» **TASK GOAL**:
All lines holding the word "original" are to be copied from the records beneath.

» **PROVIDED MATERIAL**:
──────────

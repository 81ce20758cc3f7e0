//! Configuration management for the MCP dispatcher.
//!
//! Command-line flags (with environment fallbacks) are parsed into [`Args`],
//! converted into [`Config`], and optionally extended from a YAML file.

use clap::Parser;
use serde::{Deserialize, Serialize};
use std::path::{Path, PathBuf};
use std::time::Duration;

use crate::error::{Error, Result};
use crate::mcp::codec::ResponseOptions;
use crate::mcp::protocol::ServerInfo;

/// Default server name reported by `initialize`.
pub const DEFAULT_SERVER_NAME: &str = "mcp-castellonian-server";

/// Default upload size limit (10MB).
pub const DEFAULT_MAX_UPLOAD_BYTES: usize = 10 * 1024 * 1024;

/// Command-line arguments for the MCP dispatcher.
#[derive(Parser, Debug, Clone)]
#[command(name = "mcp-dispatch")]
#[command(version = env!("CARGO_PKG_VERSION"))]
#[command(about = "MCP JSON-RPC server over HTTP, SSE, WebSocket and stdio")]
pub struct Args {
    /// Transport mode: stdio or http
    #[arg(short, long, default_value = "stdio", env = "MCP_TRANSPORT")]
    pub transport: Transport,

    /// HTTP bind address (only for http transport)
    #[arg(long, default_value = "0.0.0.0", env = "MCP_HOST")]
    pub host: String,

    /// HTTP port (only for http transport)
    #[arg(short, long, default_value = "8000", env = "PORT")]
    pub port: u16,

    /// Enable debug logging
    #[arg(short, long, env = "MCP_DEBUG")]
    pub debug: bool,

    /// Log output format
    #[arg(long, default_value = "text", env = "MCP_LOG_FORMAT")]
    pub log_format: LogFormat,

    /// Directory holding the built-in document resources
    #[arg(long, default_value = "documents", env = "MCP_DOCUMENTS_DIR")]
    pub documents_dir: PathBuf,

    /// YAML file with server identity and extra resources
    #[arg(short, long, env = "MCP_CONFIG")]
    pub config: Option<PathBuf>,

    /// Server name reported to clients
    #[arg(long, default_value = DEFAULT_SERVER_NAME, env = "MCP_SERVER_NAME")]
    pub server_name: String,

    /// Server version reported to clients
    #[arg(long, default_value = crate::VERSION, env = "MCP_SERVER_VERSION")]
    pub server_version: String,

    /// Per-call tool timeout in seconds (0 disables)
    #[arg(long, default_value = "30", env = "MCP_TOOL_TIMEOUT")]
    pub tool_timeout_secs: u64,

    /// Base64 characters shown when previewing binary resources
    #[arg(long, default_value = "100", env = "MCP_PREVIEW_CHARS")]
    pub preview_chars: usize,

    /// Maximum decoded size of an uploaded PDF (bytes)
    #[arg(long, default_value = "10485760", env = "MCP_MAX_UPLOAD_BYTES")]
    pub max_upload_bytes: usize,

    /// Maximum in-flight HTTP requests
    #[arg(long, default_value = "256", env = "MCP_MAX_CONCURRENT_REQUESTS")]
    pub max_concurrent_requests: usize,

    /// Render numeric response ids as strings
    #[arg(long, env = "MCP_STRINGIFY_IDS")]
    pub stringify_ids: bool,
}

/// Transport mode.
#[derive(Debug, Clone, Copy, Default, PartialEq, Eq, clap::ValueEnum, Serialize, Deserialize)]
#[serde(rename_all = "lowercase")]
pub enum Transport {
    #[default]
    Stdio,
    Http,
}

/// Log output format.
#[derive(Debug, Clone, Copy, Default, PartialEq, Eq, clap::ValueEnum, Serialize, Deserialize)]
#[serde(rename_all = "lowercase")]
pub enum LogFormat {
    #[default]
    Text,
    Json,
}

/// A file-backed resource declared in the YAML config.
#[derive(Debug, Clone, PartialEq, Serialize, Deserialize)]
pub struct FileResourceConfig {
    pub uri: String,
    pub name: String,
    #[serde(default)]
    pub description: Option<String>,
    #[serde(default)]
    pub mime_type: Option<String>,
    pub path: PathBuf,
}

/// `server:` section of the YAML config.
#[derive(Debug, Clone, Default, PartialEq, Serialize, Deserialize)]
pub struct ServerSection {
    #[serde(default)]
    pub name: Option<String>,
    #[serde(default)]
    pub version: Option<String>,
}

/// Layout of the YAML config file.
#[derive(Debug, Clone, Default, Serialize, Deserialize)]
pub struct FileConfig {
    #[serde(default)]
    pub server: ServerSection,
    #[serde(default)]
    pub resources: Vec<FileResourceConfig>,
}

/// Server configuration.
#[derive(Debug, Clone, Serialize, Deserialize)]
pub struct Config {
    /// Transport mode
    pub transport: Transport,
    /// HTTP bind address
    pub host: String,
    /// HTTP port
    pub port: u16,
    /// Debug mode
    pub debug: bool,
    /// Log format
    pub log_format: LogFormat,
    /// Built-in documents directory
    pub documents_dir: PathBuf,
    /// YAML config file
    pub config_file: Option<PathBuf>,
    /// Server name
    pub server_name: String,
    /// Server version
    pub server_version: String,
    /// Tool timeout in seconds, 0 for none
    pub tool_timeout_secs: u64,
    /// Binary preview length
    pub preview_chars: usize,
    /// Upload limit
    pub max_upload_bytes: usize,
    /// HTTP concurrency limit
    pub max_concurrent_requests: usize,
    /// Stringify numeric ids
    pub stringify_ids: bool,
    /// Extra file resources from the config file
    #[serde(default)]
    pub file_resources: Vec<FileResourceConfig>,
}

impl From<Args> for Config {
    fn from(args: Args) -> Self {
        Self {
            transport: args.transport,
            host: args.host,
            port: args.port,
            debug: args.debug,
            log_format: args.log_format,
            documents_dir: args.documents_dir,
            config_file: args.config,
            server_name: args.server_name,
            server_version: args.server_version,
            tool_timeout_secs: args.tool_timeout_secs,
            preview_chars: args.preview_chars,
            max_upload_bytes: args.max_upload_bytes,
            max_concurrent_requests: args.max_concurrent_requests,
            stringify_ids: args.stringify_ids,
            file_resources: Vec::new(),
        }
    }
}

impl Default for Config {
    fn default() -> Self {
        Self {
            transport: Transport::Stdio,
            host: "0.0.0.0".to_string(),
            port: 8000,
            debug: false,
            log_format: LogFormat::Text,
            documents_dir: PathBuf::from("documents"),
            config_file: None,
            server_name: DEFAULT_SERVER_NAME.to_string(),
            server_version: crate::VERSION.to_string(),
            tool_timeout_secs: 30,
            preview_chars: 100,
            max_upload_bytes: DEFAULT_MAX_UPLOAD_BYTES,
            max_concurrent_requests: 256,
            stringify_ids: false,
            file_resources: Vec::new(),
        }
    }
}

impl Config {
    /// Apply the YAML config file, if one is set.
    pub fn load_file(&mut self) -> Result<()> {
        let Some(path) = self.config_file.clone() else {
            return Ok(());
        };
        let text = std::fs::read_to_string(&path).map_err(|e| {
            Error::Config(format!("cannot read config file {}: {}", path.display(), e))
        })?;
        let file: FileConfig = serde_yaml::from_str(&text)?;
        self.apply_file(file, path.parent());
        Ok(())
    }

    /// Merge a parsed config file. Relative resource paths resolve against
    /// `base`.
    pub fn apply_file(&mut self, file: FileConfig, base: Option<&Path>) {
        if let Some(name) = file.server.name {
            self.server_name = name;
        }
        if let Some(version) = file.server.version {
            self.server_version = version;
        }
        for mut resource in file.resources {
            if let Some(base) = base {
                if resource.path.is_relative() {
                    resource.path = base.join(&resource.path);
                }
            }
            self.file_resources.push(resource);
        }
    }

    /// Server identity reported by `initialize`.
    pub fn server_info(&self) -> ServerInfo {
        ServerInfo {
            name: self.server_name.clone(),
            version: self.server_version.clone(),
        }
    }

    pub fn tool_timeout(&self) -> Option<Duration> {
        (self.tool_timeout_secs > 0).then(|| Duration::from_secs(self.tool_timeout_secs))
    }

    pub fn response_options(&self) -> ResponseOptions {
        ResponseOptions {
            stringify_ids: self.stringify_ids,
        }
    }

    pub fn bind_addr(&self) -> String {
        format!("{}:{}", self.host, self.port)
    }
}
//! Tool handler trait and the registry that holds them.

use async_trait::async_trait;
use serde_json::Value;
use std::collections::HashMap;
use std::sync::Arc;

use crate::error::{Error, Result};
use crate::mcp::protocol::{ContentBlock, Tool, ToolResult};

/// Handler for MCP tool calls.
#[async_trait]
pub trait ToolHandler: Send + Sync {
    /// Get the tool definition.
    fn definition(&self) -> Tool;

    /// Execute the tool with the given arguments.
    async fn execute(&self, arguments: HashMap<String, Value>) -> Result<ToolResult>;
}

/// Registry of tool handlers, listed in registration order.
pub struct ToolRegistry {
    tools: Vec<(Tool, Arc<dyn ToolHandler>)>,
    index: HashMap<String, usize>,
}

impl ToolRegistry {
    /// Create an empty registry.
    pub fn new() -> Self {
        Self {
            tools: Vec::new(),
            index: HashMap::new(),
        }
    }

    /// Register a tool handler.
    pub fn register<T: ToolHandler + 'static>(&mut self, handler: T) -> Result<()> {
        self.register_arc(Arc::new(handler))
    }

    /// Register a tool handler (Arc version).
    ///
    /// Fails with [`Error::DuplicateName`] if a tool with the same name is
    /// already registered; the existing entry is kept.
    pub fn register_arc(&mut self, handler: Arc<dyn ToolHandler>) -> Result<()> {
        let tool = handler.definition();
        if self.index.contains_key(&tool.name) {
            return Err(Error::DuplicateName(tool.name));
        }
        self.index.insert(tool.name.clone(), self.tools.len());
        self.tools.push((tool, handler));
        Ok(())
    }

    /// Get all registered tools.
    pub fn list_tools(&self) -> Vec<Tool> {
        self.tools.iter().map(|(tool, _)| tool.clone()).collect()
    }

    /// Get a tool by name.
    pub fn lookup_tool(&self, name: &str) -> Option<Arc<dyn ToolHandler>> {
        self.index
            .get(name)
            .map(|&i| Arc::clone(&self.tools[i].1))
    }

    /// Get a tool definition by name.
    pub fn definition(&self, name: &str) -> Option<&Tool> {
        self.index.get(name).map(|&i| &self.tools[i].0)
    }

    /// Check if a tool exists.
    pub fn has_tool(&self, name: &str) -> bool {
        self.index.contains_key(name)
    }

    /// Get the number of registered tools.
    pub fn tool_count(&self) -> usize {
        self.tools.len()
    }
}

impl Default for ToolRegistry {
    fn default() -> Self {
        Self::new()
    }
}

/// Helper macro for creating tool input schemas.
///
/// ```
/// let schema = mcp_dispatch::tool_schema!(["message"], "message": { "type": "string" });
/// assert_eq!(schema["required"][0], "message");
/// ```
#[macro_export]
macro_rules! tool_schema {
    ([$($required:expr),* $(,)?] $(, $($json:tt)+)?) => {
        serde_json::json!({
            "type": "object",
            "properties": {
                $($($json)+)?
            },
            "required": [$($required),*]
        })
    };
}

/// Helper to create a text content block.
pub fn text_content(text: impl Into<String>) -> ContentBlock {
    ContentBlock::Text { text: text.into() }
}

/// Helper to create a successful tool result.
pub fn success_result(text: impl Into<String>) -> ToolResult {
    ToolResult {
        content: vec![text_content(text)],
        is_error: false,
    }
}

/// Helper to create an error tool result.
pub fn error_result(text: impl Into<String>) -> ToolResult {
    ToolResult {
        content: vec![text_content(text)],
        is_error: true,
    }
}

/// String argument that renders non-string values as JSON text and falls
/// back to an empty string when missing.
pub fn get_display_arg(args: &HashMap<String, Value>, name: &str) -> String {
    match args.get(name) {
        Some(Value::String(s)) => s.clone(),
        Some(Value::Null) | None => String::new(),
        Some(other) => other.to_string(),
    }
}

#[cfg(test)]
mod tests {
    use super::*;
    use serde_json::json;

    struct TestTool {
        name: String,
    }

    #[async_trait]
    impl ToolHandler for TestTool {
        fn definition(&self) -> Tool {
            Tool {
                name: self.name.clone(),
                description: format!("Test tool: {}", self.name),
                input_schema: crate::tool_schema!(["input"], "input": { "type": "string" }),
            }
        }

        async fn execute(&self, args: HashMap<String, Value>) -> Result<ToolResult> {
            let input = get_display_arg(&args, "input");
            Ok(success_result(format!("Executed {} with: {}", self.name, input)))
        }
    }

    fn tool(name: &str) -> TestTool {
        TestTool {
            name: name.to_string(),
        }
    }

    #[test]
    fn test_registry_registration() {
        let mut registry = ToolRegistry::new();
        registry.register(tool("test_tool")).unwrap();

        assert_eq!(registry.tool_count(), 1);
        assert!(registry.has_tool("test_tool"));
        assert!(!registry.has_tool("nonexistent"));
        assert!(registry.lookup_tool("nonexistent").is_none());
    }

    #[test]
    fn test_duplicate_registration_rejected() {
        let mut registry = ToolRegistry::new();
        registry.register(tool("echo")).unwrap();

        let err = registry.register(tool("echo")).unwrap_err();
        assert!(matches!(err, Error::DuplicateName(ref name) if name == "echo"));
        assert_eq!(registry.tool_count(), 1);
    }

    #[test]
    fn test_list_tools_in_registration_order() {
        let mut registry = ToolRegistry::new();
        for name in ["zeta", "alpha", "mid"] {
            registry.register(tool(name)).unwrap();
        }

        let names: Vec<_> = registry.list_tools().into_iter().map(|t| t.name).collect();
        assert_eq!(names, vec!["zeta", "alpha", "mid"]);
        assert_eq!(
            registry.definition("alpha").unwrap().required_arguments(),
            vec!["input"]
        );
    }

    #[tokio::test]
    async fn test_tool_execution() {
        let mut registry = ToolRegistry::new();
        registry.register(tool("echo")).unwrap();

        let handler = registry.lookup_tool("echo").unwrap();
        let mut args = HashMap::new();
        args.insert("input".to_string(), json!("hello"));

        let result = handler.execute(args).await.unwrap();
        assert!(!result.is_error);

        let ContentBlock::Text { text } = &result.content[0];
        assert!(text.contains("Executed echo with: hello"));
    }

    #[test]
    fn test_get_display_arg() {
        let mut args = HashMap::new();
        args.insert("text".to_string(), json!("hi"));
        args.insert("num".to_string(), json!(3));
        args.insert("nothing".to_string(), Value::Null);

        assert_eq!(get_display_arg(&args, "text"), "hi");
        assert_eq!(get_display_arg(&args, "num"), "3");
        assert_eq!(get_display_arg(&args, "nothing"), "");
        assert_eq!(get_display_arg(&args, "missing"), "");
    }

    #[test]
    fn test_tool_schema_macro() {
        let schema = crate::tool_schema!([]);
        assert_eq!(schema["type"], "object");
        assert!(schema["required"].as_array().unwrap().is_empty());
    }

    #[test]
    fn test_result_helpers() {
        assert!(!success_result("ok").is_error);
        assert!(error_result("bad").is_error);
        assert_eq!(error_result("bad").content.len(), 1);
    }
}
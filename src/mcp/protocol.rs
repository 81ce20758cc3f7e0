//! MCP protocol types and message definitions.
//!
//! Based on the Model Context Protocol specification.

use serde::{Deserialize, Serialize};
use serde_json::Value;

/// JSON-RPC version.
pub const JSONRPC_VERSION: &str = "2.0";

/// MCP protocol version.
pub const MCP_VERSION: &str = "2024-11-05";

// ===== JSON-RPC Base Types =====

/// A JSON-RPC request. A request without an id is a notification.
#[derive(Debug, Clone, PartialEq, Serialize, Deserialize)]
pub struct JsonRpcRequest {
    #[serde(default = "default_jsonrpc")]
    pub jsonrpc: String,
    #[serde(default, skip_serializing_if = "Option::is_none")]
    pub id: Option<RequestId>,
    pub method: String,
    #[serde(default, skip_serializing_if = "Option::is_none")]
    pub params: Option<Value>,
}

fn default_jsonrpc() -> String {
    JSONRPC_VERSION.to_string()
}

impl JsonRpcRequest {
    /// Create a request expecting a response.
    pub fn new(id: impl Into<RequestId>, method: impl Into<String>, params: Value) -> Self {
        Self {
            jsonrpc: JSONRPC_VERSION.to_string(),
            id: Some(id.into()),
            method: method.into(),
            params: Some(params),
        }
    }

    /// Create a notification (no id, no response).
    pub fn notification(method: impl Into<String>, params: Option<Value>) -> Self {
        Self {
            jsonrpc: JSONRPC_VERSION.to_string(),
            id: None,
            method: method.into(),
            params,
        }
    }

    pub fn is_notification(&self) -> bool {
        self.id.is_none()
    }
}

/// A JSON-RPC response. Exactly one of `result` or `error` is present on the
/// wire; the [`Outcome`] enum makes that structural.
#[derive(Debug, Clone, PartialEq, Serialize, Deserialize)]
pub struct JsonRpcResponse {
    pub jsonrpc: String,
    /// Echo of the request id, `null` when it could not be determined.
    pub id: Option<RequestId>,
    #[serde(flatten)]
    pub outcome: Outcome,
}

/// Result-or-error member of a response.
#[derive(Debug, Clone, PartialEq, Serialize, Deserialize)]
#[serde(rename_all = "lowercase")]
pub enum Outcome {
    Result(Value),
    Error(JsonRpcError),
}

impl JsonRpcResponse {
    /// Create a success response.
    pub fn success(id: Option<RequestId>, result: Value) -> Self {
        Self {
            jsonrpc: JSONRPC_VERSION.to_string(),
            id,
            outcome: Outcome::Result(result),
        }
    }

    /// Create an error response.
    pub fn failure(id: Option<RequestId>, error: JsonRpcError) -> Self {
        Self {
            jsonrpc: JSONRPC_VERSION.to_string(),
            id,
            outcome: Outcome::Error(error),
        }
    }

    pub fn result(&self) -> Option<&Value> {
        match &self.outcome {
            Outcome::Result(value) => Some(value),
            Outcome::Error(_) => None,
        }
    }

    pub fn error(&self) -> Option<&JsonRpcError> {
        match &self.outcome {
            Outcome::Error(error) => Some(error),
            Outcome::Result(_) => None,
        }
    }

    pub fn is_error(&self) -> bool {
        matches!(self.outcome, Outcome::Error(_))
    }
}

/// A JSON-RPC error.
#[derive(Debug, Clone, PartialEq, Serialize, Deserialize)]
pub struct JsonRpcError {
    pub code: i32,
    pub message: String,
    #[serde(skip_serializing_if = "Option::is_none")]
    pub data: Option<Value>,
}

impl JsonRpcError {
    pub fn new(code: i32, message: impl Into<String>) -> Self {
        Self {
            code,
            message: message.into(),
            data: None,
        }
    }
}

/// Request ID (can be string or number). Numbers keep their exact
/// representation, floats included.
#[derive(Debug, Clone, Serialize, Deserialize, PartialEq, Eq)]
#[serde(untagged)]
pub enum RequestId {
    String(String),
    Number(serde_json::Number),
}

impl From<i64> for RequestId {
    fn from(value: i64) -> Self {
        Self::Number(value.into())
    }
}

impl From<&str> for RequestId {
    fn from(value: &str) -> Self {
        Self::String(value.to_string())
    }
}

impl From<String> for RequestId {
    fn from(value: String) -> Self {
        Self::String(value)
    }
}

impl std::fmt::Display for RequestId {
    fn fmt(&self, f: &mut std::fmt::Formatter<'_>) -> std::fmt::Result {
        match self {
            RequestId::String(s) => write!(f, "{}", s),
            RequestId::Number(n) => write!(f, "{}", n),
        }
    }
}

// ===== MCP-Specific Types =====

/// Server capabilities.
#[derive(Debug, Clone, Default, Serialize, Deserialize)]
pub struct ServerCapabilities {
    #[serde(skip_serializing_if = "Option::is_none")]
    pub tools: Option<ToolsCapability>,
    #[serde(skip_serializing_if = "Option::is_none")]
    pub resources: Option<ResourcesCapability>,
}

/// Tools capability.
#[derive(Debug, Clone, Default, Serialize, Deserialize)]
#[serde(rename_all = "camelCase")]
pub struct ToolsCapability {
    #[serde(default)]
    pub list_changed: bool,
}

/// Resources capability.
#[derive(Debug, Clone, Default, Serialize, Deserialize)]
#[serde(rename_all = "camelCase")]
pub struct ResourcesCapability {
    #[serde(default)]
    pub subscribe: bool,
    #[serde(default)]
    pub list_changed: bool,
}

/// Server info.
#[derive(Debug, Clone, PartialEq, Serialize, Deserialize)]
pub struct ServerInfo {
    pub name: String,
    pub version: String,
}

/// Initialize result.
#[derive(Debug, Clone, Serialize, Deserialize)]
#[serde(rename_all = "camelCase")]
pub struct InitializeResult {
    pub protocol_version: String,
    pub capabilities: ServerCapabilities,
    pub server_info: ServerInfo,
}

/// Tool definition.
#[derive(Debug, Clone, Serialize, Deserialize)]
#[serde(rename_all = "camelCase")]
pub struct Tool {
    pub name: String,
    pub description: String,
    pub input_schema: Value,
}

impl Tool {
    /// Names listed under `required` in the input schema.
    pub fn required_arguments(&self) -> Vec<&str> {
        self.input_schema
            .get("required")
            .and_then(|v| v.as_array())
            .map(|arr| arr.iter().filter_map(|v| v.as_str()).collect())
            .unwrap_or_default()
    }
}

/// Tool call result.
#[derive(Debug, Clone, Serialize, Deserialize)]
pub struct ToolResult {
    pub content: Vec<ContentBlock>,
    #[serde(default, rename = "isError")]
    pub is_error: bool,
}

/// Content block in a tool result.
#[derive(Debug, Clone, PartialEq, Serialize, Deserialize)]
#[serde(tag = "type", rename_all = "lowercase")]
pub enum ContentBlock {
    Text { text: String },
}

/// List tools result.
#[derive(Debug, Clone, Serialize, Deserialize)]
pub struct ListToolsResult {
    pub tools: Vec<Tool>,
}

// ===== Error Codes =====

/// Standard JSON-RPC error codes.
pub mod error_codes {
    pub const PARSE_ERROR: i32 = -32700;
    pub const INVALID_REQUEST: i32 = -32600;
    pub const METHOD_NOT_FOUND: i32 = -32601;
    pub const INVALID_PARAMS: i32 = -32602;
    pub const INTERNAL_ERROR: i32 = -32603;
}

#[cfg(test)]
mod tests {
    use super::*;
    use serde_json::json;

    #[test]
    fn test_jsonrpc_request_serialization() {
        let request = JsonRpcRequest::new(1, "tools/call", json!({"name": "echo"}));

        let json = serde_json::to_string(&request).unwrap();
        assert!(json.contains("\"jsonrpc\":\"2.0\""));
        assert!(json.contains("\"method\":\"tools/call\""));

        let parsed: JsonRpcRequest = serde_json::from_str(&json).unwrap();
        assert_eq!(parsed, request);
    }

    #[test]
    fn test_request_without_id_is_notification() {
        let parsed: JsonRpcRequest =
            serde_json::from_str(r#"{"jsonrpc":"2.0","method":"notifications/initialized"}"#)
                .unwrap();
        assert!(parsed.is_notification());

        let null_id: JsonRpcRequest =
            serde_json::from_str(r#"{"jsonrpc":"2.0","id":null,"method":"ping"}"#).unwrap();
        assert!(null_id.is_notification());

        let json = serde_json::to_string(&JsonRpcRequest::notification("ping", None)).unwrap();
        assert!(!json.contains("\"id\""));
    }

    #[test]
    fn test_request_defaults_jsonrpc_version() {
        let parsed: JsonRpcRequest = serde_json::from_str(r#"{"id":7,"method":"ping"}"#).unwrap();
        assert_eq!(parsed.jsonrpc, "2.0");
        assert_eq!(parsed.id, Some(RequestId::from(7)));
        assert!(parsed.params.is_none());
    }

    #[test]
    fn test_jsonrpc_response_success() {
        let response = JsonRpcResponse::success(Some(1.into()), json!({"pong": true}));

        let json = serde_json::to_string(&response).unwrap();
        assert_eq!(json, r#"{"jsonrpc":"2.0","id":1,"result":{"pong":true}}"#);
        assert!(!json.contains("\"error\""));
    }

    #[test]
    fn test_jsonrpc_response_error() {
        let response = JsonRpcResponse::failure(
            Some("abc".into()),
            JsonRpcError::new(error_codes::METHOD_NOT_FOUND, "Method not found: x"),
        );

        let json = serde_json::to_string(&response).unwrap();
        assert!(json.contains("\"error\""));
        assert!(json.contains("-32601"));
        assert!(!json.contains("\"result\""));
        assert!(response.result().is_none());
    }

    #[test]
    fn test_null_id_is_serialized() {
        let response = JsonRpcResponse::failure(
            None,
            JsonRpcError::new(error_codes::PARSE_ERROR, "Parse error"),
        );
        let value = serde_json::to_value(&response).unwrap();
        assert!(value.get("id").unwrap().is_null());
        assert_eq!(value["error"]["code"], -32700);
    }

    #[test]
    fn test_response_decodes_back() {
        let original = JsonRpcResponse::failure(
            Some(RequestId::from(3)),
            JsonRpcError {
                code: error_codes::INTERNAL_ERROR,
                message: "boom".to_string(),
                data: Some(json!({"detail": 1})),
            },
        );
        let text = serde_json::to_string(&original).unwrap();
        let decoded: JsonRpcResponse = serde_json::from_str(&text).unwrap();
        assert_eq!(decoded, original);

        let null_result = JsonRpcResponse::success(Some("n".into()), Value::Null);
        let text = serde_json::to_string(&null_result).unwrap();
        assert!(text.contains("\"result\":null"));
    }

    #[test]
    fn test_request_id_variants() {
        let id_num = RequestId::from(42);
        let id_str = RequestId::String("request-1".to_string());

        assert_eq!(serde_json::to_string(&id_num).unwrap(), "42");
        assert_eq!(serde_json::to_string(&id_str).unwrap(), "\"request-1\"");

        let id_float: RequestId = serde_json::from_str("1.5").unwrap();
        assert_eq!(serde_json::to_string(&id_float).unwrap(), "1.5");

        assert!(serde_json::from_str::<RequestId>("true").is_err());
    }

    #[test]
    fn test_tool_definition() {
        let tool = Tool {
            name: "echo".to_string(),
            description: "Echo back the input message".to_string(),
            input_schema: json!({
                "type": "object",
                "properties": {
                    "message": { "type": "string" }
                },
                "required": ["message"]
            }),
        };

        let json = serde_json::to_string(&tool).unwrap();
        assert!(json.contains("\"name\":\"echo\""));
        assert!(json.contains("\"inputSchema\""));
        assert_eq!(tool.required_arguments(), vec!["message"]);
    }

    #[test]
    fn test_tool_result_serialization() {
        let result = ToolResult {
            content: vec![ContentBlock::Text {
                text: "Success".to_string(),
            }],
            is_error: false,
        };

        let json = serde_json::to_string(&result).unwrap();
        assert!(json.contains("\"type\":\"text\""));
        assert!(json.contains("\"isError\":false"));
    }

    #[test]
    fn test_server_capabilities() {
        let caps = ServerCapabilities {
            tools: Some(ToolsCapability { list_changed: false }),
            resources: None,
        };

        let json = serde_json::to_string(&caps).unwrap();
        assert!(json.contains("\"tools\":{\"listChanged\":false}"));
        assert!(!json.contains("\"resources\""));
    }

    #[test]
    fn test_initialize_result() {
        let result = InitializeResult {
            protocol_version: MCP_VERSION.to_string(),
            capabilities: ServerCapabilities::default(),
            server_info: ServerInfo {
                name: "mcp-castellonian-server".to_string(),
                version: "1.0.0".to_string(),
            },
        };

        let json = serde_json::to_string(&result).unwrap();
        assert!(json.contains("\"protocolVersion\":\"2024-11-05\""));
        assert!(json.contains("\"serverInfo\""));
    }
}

──────────

» **SOLUTION BELOW**:
        let original = JsonRpcResponse::failure(
        let text = serde_json::to_string(&original).unwrap();
        assert_eq!(decoded, original);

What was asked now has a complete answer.